Start of Working data
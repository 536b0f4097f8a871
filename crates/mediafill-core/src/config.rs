//! Filler configuration

use crate::error::ConfigError;
use crate::markup::DEFAULT_MARKER_ATTRIBUTE;
use once_cell::sync::Lazy;
use regex::Regex;
use serde::{Deserialize, Serialize};
use std::time::Duration;

static ATTRIBUTE_NAME: Lazy<Regex> = Lazy::new(|| {
    Regex::new(r"^[A-Za-z_:][A-Za-z0-9_:.\-]*$").expect("attribute name regex should compile")
});

/// Configuration for a [`Filler`](crate::Filler)
///
/// # Example
/// ```rust
/// use mediafill_core::FillerConfig;
///
/// let config = FillerConfig::from_toml_str(r#"
///     marker_attribute = "data-helf"
///     resolve_timeout_ms = 1500
/// "#).unwrap();
/// assert_eq!(config.marker_attribute, "data-helf");
/// assert_eq!(config.resolve_timeout(), Some(std::time::Duration::from_millis(1500)));
/// ```
#[derive(Debug, Clone, PartialEq, Eq, Serialize, Deserialize)]
#[serde(default)]
pub struct FillerConfig {
    /// Markup attribute carrying media identifiers in rich text
    pub marker_attribute: String,
    /// Upper bound on the resolver call, in milliseconds
    pub resolve_timeout_ms: Option<u64>,
}

impl Default for FillerConfig {
    fn default() -> Self {
        Self {
            marker_attribute: DEFAULT_MARKER_ATTRIBUTE.to_owned(),
            resolve_timeout_ms: None,
        }
    }
}

impl FillerConfig {
    /// With markup marker attribute
    #[inline]
    #[must_use]
    pub fn with_marker_attribute(mut self, attribute: impl Into<String>) -> Self {
        self.marker_attribute = attribute.into();
        self
    }

    /// With resolver timeout
    ///
    /// Stored at millisecond granularity; a non-zero sub-millisecond timeout
    /// rounds up to one millisecond.
    #[must_use]
    pub fn with_resolve_timeout(mut self, timeout: Duration) -> Self {
        let mut millis = u64::try_from(timeout.as_millis()).unwrap_or(u64::MAX);
        if millis == 0 && !timeout.is_zero() {
            millis = 1;
        }
        self.resolve_timeout_ms = Some(millis);
        self
    }

    /// Resolver timeout, if configured
    #[inline]
    #[must_use]
    pub fn resolve_timeout(&self) -> Option<Duration> {
        self.resolve_timeout_ms.map(Duration::from_millis)
    }

    /// Parse and validate a TOML document
    ///
    /// # Errors
    /// Returns [`ConfigError`] on malformed TOML or when [`validate`](Self::validate) fails.
    pub fn from_toml_str(source: &str) -> Result<Self, ConfigError> {
        let config: Self = toml::from_str(source)?;
        config.validate()?;
        Ok(config)
    }

    /// Check that the marker attribute is a usable attribute name and that a
    /// configured timeout is positive
    ///
    /// # Errors
    /// Returns [`ConfigError::InvalidMarkerAttribute`] or
    /// [`ConfigError::ZeroResolveTimeout`].
    pub fn validate(&self) -> Result<(), ConfigError> {
        if !ATTRIBUTE_NAME.is_match(&self.marker_attribute) {
            return Err(ConfigError::InvalidMarkerAttribute(
                self.marker_attribute.clone(),
            ));
        }
        if self.resolve_timeout_ms == Some(0) {
            return Err(ConfigError::ZeroResolveTimeout);
        }
        Ok(())
    }
}

#[cfg(test)]
mod tests {
    use super::*;

    #[test]
    fn default_config_is_valid() {
        let config = FillerConfig::default();
        assert_eq!(config.marker_attribute, "data-ref");
        assert!(config.resolve_timeout().is_none());
        assert!(config.validate().is_ok());
    }

    #[test]
    fn builder_overrides() {
        let config = FillerConfig::default()
            .with_marker_attribute("data-helf")
            .with_resolve_timeout(Duration::from_secs(3));
        assert_eq!(config.marker_attribute, "data-helf");
        assert_eq!(config.resolve_timeout(), Some(Duration::from_secs(3)));
    }

    #[test]
    fn missing_keys_fall_back_to_defaults() {
        let config = FillerConfig::from_toml_str("resolve_timeout_ms = 2000").unwrap();
        assert_eq!(config.marker_attribute, "data-ref");
        assert_eq!(config.resolve_timeout(), Some(Duration::from_secs(2)));
    }

    #[test]
    fn sub_second_timeout_keeps_millisecond_precision() {
        let config = FillerConfig::default().with_resolve_timeout(Duration::from_millis(500));
        assert_eq!(config.resolve_timeout_ms, Some(500));
        assert_eq!(config.resolve_timeout(), Some(Duration::from_millis(500)));

        let tiny = FillerConfig::default().with_resolve_timeout(Duration::from_micros(10));
        assert_eq!(tiny.resolve_timeout(), Some(Duration::from_millis(1)));
    }

    #[test]
    fn zero_timeout_is_rejected() {
        assert!(matches!(
            FillerConfig::from_toml_str("resolve_timeout_ms = 0"),
            Err(ConfigError::ZeroResolveTimeout)
        ));
        let config = FillerConfig::default().with_resolve_timeout(Duration::ZERO);
        assert!(matches!(config.validate(), Err(ConfigError::ZeroResolveTimeout)));
    }

    #[test]
    fn invalid_attribute_names_are_rejected() {
        for name in ["", "data ref", "1abc", "a\"b", "x=y"] {
            let config = FillerConfig::default().with_marker_attribute(name);
            assert!(
                matches!(config.validate(), Err(ConfigError::InvalidMarkerAttribute(_))),
                "{name:?} accepted"
            );
        }
    }

    #[test]
    fn malformed_toml_is_a_parse_error() {
        assert!(matches!(
            FillerConfig::from_toml_str("marker_attribute = "),
            Err(ConfigError::Parse(_))
        ));
    }
}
End of Working data
The task:
Output the data in full, please, exactly as written.

Result for this task:
repository 536b0f4097f8a871
filename crates/mediafill-core/src/config.rs
//! Filler configuration

use crate::error::ConfigError;
use crate::markup::DEFAULT_MARKER_ATTRIBUTE;
use once_cell::sync::Lazy;
use regex::Regex;
use serde::{Deserialize, Serialize};
use std::time::Duration;

static ATTRIBUTE_NAME: Lazy<Regex> = Lazy::new(|| {
    Regex::new(r"^[A-Za-z_:][A-Za-z0-9_:.\-]*$").expect("attribute name regex should compile")
});

/// Configuration for a [`Filler`](crate::Filler)
///
/// # Example
/// ```rust
/// use mediafill_core::FillerConfig;
///
/// let config = FillerConfig::from_toml_str(r#"
///     marker_attribute = "data-helf"
///     resolve_timeout_ms = 1500
/// "#).unwrap();
/// assert_eq!(config.marker_attribute, "data-helf");
/// assert_eq!(config.resolve_timeout(), Some(std::time::Duration::from_millis(1500)));
/// ```
#[derive(Debug, Clone, PartialEq, Eq, Serialize, Deserialize)]
#[serde(default)]
pub struct FillerConfig {
    /// Markup attribute carrying media identifiers in rich text
    pub marker_attribute: String,
    /// Upper bound on the resolver call, in milliseconds
    pub resolve_timeout_ms: Option<u64>,
}

impl Default for FillerConfig {
    fn default() -> Self {
        Self {
            marker_attribute: DEFAULT_MARKER_ATTRIBUTE.to_owned(),
            resolve_timeout_ms: None,
        }
    }
}

impl FillerConfig {
    /// With markup marker attribute
    #[inline]
    #[must_use]
    pub fn with_marker_attribute(mut self, attribute: impl Into<String>) -> Self {
        self.marker_attribute = attribute.into();
        self
    }

    /// With resolver timeout
    ///
    /// Stored at millisecond granularity; a non-zero sub-millisecond timeout
    /// rounds up to one millisecond.
    #[must_use]
    pub fn with_resolve_timeout(mut self, timeout: Duration) -> Self {
        let mut millis = u64::try_from(timeout.as_millis()).unwrap_or(u64::MAX);
        if millis == 0 && !timeout.is_zero() {
            millis = 1;
        }
        self.resolve_timeout_ms = Some(millis);
        self
    }

    /// Resolver timeout, if configured
    #[inline]
    #[must_use]
    pub fn resolve_timeout(&self) -> Option<Duration> {
        self.resolve_timeout_ms.map(Duration::from_millis)
    }

    /// Parse and validate a TOML document
    ///
    /// # Errors
    /// Returns [`ConfigError`] on malformed TOML or when [`validate`](Self::validate) fails.
    pub fn from_toml_str(source: &str) -> Result<Self, ConfigError> {
        let config: Self = toml::from_str(source)?;
        config.validate()?;
        Ok(config)
    }

    /// Check that the marker attribute is a usable attribute name and that a
    /// configured timeout is positive
    ///
    /// # Errors
    /// Returns [`ConfigError::InvalidMarkerAttribute`] or
    /// [`ConfigError::ZeroResolveTimeout`].
    pub fn validate(&self) -> Result<(), ConfigError> {
        if !ATTRIBUTE_NAME.is_match(&self.marker_attribute) {
            return Err(ConfigError::InvalidMarkerAttribute(
                self.marker_attribute.clone(),
            ));
        }
        if self.resolve_timeout_ms == Some(0) {
            return Err(ConfigError::ZeroResolveTimeout);
        }
        Ok(())
    }
}

#[cfg(test)]
mod tests {
    use super::*;

    #[test]
    fn default_config_is_valid() {
        let config = FillerConfig::default();
        assert_eq!(config.marker_attribute, "data-ref");
        assert!(config.resolve_timeout().is_none());
        assert!(config.validate().is_ok());
    }

    #[test]
    fn builder_overrides() {
        let config = FillerConfig::default()
            .with_marker_attribute("data-helf")
            .with_resolve_timeout(Duration::from_secs(3));
        assert_eq!(config.marker_attribute, "data-helf");
        assert_eq!(config.resolve_timeout(), Some(Duration::from_secs(3)));
    }

    #[test]
    fn missing_keys_fall_back_to_defaults() {
        let config = FillerConfig::from_toml_str("resolve_timeout_ms = 2000").unwrap();
        assert_eq!(config.marker_attribute, "data-ref");
        assert_eq!(config.resolve_timeout(), Some(Duration::from_secs(2)));
    }

    #[test]
    fn sub_second_timeout_keeps_millisecond_precision() {
        let config = FillerConfig::default().with_resolve_timeout(Duration::from_millis(500));
        assert_eq!(config.resolve_timeout_ms, Some(500));
        assert_eq!(config.resolve_timeout(), Some(Duration::from_millis(500)));

        let tiny = FillerConfig::default().with_resolve_timeout(Duration::from_micros(10));
        assert_eq!(tiny.resolve_timeout(), Some(Duration::from_millis(1)));
    }

    #[test]
    fn zero_timeout_is_rejected() {
        assert!(matches!(
            FillerConfig::from_toml_str("resolve_timeout_ms = 0"),
            Err(ConfigError::ZeroResolveTimeout)
        ));
        let config = FillerConfig::default().with_resolve_timeout(Duration::ZERO);
        assert!(matches!(config.validate(), Err(ConfigError::ZeroResolveTimeout)));
    }

    #[test]
    fn invalid_attribute_names_are_rejected() {
        for name in ["", "data ref", "1abc", "a\"b", "x=y"] {
            let config = FillerConfig::default().with_marker_attribute(name);
            assert!(
                matches!(config.validate(), Err(ConfigError::InvalidMarkerAttribute(_))),
                "{name:?} accepted"
            );
        }
    }

    #[test]
    fn malformed_toml_is_a_parse_error() {
        assert!(matches!(
            FillerConfig::from_toml_str("marker_attribute = "),
            Err(ConfigError::Parse(_))
        ));
    }
}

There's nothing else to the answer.